> **Exercise**
Faithfully repeat all of the records, as they are written below.
'''
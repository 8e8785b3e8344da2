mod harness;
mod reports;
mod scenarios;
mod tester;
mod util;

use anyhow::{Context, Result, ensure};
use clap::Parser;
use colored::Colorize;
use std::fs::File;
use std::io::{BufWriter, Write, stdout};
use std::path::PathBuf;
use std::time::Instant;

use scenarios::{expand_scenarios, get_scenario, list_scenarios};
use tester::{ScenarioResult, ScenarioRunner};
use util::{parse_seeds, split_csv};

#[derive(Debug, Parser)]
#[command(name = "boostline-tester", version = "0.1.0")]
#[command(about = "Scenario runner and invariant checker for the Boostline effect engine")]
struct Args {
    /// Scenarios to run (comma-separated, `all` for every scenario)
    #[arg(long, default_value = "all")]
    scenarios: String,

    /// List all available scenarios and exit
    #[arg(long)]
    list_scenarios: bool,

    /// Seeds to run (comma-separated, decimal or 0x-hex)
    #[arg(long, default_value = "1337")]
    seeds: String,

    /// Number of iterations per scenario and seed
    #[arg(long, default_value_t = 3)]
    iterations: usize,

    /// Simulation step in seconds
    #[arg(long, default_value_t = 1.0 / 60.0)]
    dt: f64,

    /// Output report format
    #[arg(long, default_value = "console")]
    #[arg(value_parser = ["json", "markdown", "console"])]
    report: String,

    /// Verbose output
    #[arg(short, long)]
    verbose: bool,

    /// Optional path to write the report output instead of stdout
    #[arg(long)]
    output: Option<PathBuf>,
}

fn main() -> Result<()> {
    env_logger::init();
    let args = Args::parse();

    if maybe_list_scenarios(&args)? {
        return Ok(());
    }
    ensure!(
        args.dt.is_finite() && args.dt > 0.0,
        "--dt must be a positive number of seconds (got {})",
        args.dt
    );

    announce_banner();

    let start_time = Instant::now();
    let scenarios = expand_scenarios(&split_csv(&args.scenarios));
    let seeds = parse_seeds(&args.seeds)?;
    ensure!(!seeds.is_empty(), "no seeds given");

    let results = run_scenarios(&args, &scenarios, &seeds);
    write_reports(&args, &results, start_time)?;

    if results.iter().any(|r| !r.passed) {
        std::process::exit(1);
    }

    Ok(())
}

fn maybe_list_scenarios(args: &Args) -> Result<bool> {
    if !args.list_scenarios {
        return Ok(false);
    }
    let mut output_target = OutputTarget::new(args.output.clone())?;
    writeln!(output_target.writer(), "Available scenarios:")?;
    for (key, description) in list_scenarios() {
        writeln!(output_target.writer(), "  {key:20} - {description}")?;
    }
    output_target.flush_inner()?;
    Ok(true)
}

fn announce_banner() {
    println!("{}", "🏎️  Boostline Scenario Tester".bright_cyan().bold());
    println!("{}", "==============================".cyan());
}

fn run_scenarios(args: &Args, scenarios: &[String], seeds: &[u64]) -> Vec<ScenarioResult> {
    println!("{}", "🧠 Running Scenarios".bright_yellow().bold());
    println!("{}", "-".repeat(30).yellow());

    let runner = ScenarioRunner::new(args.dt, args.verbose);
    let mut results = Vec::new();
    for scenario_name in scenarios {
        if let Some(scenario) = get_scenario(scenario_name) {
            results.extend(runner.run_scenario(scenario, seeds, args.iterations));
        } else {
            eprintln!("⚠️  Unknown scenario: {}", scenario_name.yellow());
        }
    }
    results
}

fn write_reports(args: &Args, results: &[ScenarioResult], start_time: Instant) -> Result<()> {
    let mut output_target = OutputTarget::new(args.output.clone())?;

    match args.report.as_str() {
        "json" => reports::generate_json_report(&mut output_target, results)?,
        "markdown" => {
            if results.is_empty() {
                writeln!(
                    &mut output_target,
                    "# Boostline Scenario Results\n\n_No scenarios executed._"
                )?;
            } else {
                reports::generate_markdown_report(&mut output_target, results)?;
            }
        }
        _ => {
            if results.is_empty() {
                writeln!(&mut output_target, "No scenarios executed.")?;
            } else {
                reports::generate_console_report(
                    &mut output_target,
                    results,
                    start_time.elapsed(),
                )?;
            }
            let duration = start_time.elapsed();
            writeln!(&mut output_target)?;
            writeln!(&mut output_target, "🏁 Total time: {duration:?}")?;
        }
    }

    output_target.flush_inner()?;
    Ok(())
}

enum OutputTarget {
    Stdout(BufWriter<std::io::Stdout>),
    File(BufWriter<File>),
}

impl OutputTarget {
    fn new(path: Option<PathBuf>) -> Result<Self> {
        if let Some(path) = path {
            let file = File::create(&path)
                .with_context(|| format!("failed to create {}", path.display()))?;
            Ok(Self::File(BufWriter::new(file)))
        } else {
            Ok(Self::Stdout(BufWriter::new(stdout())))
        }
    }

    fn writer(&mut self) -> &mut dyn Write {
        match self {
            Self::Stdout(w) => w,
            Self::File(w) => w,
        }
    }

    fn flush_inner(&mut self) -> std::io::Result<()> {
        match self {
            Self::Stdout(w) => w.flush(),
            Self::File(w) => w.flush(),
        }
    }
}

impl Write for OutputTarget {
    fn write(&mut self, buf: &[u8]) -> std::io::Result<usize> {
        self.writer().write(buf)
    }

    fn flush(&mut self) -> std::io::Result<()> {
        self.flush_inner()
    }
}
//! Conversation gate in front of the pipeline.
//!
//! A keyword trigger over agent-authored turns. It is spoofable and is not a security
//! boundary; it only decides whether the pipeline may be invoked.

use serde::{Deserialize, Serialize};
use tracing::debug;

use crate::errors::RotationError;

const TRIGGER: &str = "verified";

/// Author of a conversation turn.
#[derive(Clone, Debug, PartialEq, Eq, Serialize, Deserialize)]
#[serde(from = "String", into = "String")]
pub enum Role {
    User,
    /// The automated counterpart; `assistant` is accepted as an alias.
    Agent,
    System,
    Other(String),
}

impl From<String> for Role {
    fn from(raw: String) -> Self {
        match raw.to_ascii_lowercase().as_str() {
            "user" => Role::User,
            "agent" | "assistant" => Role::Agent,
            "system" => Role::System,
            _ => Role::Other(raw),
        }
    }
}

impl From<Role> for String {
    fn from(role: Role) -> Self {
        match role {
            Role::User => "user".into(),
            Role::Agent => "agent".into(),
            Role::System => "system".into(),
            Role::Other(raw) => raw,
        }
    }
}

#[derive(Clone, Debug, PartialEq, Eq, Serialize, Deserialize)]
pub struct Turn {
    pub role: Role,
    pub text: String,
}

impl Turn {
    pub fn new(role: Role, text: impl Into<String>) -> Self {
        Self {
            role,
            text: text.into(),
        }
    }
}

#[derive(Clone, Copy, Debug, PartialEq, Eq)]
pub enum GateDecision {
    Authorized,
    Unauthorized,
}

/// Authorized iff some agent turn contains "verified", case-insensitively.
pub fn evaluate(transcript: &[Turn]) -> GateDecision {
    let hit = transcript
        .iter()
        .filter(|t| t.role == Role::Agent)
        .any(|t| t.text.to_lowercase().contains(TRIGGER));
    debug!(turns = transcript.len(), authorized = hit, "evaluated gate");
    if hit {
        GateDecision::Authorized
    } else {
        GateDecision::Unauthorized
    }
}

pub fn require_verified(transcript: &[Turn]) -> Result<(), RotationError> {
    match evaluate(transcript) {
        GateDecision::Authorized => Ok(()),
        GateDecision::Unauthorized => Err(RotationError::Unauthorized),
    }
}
'''
> **Answer for the task**
repository 8e8785b3e8344da2
mod harness;
mod reports;
mod scenarios;
mod tester;
mod util;

use anyhow::{Context, Result, ensure};
use clap::Parser;
use colored::Colorize;
use std::fs::File;
use std::io::{BufWriter, Write, stdout};
use std::path::PathBuf;
use std::time::Instant;

use scenarios::{expand_scenarios, get_scenario, list_scenarios};
use tester::{ScenarioResult, ScenarioRunner};
use util::{parse_seeds, split_csv};

#[derive(Debug, Parser)]
#[command(name = "boostline-tester", version = "0.1.0")]
#[command(about = "Scenario runner and invariant checker for the Boostline effect engine")]
struct Args {
    /// Scenarios to run (comma-separated, `all` for every scenario)
    #[arg(long, default_value = "all")]
    scenarios: String,

    /// List all available scenarios and exit
    #[arg(long)]
    list_scenarios: bool,

    /// Seeds to run (comma-separated, decimal or 0x-hex)
    #[arg(long, default_value = "1337")]
    seeds: String,

    /// Number of iterations per scenario and seed
    #[arg(long, default_value_t = 3)]
    iterations: usize,

    /// Simulation step in seconds
    #[arg(long, default_value_t = 1.0 / 60.0)]
    dt: f64,

    /// Output report format
    #[arg(long, default_value = "console")]
    #[arg(value_parser = ["json", "markdown", "console"])]
    report: String,

    /// Verbose output
    #[arg(short, long)]
    verbose: bool,

    /// Optional path to write the report output instead of stdout
    #[arg(long)]
    output: Option<PathBuf>,
}

fn main() -> Result<()> {
    env_logger::init();
    let args = Args::parse();

    if maybe_list_scenarios(&args)? {
        return Ok(());
    }
    ensure!(
        args.dt.is_finite() && args.dt > 0.0,
        "--dt must be a positive number of seconds (got {})",
        args.dt
    );

    announce_banner();

    let start_time = Instant::now();
    let scenarios = expand_scenarios(&split_csv(&args.scenarios));
    let seeds = parse_seeds(&args.seeds)?;
    ensure!(!seeds.is_empty(), "no seeds given");

    let results = run_scenarios(&args, &scenarios, &seeds);
    write_reports(&args, &results, start_time)?;

    if results.iter().any(|r| !r.passed) {
        std::process::exit(1);
    }

    Ok(())
}

fn maybe_list_scenarios(args: &Args) -> Result<bool> {
    if !args.list_scenarios {
        return Ok(false);
    }
    let mut output_target = OutputTarget::new(args.output.clone())?;
    writeln!(output_target.writer(), "Available scenarios:")?;
    for (key, description) in list_scenarios() {
        writeln!(output_target.writer(), "  {key:20} - {description}")?;
    }
    output_target.flush_inner()?;
    Ok(true)
}

fn announce_banner() {
    println!("{}", "🏎️  Boostline Scenario Tester".bright_cyan().bold());
    println!("{}", "==============================".cyan());
}

fn run_scenarios(args: &Args, scenarios: &[String], seeds: &[u64]) -> Vec<ScenarioResult> {
    println!("{}", "🧠 Running Scenarios".bright_yellow().bold());
    println!("{}", "-".repeat(30).yellow());

    let runner = ScenarioRunner::new(args.dt, args.verbose);
    let mut results = Vec::new();
    for scenario_name in scenarios {
        if let Some(scenario) = get_scenario(scenario_name) {
            results.extend(runner.run_scenario(scenario, seeds, args.iterations));
        } else {
            eprintln!("⚠️  Unknown scenario: {}", scenario_name.yellow());
        }
    }
    results
}

fn write_reports(args: &Args, results: &[ScenarioResult], start_time: Instant) -> Result<()> {
    let mut output_target = OutputTarget::new(args.output.clone())?;

    match args.report.as_str() {
        "json" => reports::generate_json_report(&mut output_target, results)?,
        "markdown" => {
            if results.is_empty() {
                writeln!(
                    &mut output_target,
                    "# Boostline Scenario Results\n\n_No scenarios executed._"
                )?;
            } else {
                reports::generate_markdown_report(&mut output_target, results)?;
            }
        }
        _ => {
            if results.is_empty() {
                writeln!(&mut output_target, "No scenarios executed.")?;
            } else {
                reports::generate_console_report(
                    &mut output_target,
                    results,
                    start_time.elapsed(),
                )?;
            }
            let duration = start_time.elapsed();
            writeln!(&mut output_target)?;
            writeln!(&mut output_target, "🏁 Total time: {duration:?}")?;
        }
    }

    output_target.flush_inner()?;
    Ok(())
}

enum OutputTarget {
    Stdout(BufWriter<std::io::Stdout>),
    File(BufWriter<File>),
}

impl OutputTarget {
    fn new(path: Option<PathBuf>) -> Result<Self> {
        if let Some(path) = path {
            let file = File::create(&path)
                .with_context(|| format!("failed to create {}", path.display()))?;
            Ok(Self::File(BufWriter::new(file)))
        } else {
            Ok(Self::Stdout(BufWriter::new(stdout())))
        }
    }

    fn writer(&mut self) -> &mut dyn Write {
        match self {
            Self::Stdout(w) => w,
            Self::File(w) => w,
        }
    }

    fn flush_inner(&mut self) -> std::io::Result<()> {
        match self {
            Self::Stdout(w) => w.flush(),
            Self::File(w) => w.flush(),
        }
    }
}

impl Write for OutputTarget {
    fn write(&mut self, buf: &[u8]) -> std::io::Result<usize> {
        self.writer().write(buf)
    }

    fn flush(&mut self) -> std::io::Result<()> {
        self.flush_inner()
    }
}
//! Conversation gate in front of the pipeline.
//!
//! A keyword trigger over agent-authored turns. It is spoofable and is not a security
//! boundary; it only decides whether the pipeline may be invoked.

use serde::{Deserialize, Serialize};
use tracing::debug;

use crate::errors::RotationError;

const TRIGGER: &str = "verified";

/// Author of a conversation turn.
#[derive(Clone, Debug, PartialEq, Eq, Serialize, Deserialize)]
#[serde(from = "String", into = "String")]
pub enum Role {
    User,
    /// The automated counterpart; `assistant` is accepted as an alias.
    Agent,
    System,
    Other(String),
}

impl From<String> for Role {
    fn from(raw: String) -> Self {
        match raw.to_ascii_lowercase().as_str() {
            "user" => Role::User,
            "agent" | "assistant" => Role::Agent,
            "system" => Role::System,
            _ => Role::Other(raw),
        }
    }
}

impl From<Role> for String {
    fn from(role: Role) -> Self {
        match role {
            Role::User => "user".into(),
            Role::Agent => "agent".into(),
            Role::System => "system".into(),
            Role::Other(raw) => raw,
        }
    }
}

#[derive(Clone, Debug, PartialEq, Eq, Serialize, Deserialize)]
pub struct Turn {
    pub role: Role,
    pub text: String,
}

impl Turn {
    pub fn new(role: Role, text: impl Into<String>) -> Self {
        Self {
            role,
            text: text.into(),
        }
    }
}

#[derive(Clone, Copy, Debug, PartialEq, Eq)]
pub enum GateDecision {
    Authorized,
    Unauthorized,
}

/// Authorized iff some agent turn contains "verified", case-insensitively.
pub fn evaluate(transcript: &[Turn]) -> GateDecision {
    let hit = transcript
        .iter()
        .filter(|t| t.role == Role::Agent)
        .any(|t| t.text.to_lowercase().contains(TRIGGER));
    debug!(turns = transcript.len(), authorized = hit, "evaluated gate");
    if hit {
        GateDecision::Authorized
    } else {
        GateDecision::Unauthorized
    }
}

pub fn require_verified(transcript: &[Turn]) -> Result<(), RotationError> {
    match evaluate(transcript) {
        GateDecision::Authorized => Ok(()),
        GateDecision::Unauthorized => Err(RotationError::Unauthorized),
    }
}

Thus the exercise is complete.